EXERCISE OBJECTIVE >>
Restate each record exactly as it was written.

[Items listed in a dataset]
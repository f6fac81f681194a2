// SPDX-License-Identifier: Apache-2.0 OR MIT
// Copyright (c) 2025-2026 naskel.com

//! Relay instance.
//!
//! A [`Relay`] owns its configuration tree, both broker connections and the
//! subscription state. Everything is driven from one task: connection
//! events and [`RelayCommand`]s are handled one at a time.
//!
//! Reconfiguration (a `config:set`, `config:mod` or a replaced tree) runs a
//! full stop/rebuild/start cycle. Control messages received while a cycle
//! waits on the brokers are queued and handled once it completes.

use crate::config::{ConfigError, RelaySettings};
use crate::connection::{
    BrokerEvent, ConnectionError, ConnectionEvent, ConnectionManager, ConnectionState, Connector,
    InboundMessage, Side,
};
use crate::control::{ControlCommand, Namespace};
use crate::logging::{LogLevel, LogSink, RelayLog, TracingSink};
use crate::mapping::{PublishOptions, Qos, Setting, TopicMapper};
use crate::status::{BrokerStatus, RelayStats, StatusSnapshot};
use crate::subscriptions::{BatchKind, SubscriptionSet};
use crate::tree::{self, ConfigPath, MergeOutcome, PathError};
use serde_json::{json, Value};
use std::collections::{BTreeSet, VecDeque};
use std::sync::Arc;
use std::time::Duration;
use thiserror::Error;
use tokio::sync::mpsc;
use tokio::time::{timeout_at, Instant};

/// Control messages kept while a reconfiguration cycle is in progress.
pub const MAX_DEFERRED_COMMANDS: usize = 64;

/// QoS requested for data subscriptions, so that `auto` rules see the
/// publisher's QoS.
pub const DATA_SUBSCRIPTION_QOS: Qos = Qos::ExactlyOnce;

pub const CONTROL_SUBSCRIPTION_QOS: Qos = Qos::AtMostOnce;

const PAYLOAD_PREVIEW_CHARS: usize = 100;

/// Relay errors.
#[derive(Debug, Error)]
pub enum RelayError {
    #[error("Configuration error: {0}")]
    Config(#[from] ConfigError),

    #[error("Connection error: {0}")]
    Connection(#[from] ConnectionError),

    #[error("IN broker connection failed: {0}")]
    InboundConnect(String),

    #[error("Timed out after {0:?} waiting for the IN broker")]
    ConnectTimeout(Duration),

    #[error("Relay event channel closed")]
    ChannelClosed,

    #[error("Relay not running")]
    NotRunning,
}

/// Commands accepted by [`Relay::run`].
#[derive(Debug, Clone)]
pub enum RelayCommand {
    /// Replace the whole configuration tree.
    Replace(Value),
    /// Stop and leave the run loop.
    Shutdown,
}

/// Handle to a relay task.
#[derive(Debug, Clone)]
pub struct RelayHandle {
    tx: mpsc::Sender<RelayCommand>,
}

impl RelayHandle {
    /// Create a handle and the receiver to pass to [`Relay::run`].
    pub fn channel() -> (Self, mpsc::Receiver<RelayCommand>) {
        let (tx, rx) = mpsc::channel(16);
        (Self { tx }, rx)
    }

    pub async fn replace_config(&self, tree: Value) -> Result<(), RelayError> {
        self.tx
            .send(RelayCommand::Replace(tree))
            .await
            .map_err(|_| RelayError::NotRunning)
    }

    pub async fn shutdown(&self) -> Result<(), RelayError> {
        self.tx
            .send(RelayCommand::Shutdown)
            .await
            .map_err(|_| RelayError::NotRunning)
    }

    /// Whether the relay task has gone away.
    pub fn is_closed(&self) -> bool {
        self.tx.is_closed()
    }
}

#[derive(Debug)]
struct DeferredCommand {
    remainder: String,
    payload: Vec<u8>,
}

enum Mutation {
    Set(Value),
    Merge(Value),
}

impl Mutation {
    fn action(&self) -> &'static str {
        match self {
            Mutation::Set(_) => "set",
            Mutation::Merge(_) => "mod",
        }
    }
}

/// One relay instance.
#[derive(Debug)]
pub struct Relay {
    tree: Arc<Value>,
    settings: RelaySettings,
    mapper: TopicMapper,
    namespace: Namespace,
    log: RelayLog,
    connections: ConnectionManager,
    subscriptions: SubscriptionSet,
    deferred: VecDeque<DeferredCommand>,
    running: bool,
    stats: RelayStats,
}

FINAL ANSWER >>
repository f6fac81f681194a2
// SPDX-License-Identifier: Apache-2.0 OR MIT
// Copyright (c) 2025-2026 naskel.com

//! Relay instance.
//!
//! A [`Relay`] owns its configuration tree, both broker connections and the
//! subscription state. Everything is driven from one task: connection
//! events and [`RelayCommand`]s are handled one at a time.
//!
//! Reconfiguration (a `config:set`, `config:mod` or a replaced tree) runs a
//! full stop/rebuild/start cycle. Control messages received while a cycle
//! waits on the brokers are queued and handled once it completes.

use crate::config::{ConfigError, RelaySettings};
use crate::connection::{
    BrokerEvent, ConnectionError, ConnectionEvent, ConnectionManager, ConnectionState, Connector,
    InboundMessage, Side,
};
use crate::control::{ControlCommand, Namespace};
use crate::logging::{LogLevel, LogSink, RelayLog, TracingSink};
use crate::mapping::{PublishOptions, Qos, Setting, TopicMapper};
use crate::status::{BrokerStatus, RelayStats, StatusSnapshot};
use crate::subscriptions::{BatchKind, SubscriptionSet};
use crate::tree::{self, ConfigPath, MergeOutcome, PathError};
use serde_json::{json, Value};
use std::collections::{BTreeSet, VecDeque};
use std::sync::Arc;
use std::time::Duration;
use thiserror::Error;
use tokio::sync::mpsc;
use tokio::time::{timeout_at, Instant};

/// Control messages kept while a reconfiguration cycle is in progress.
pub const MAX_DEFERRED_COMMANDS: usize = 64;

/// QoS requested for data subscriptions, so that `auto` rules see the
/// publisher's QoS.
pub const DATA_SUBSCRIPTION_QOS: Qos = Qos::ExactlyOnce;

pub const CONTROL_SUBSCRIPTION_QOS: Qos = Qos::AtMostOnce;

const PAYLOAD_PREVIEW_CHARS: usize = 100;

/// Relay errors.
#[derive(Debug, Error)]
pub enum RelayError {
    #[error("Configuration error: {0}")]
    Config(#[from] ConfigError),

    #[error("Connection error: {0}")]
    Connection(#[from] ConnectionError),

    #[error("IN broker connection failed: {0}")]
    InboundConnect(String),

    #[error("Timed out after {0:?} waiting for the IN broker")]
    ConnectTimeout(Duration),

    #[error("Relay event channel closed")]
    ChannelClosed,

    #[error("Relay not running")]
    NotRunning,
}

/// Commands accepted by [`Relay::run`].
#[derive(Debug, Clone)]
pub enum RelayCommand {
    /// Replace the whole configuration tree.
    Replace(Value),
    /// Stop and leave the run loop.
    Shutdown,
}

/// Handle to a relay task.
#[derive(Debug, Clone)]
pub struct RelayHandle {
    tx: mpsc::Sender<RelayCommand>,
}

impl RelayHandle {
    /// Create a handle and the receiver to pass to [`Relay::run`].
    pub fn channel() -> (Self, mpsc::Receiver<RelayCommand>) {
        let (tx, rx) = mpsc::channel(16);
        (Self { tx }, rx)
    }

    pub async fn replace_config(&self, tree: Value) -> Result<(), RelayError> {
        self.tx
            .send(RelayCommand::Replace(tree))
            .await
            .map_err(|_| RelayError::NotRunning)
    }

    pub async fn shutdown(&self) -> Result<(), RelayError> {
        self.tx
            .send(RelayCommand::Shutdown)
            .await
            .map_err(|_| RelayError::NotRunning)
    }

    /// Whether the relay task has gone away.
    pub fn is_closed(&self) -> bool {
        self.tx.is_closed()
    }
}

#[derive(Debug)]
struct DeferredCommand {
    remainder: String,
    payload: Vec<u8>,
}

enum Mutation {
    Set(Value),
    Merge(Value),
}

impl Mutation {
    fn action(&self) -> &'static str {
        match self {
            Mutation::Set(_) => "set",
            Mutation::Merge(_) => "mod",
        }
    }
}

/// One relay instance.
#[derive(Debug)]
pub struct Relay {
    tree: Arc<Value>,
    settings: RelaySettings,
    mapper: TopicMapper,
    namespace: Namespace,
    log: RelayLog,
    connections: ConnectionManager,
    subscriptions: SubscriptionSet,
    deferred: VecDeque<DeferredCommand>,
    running: bool,
    stats: RelayStats,
}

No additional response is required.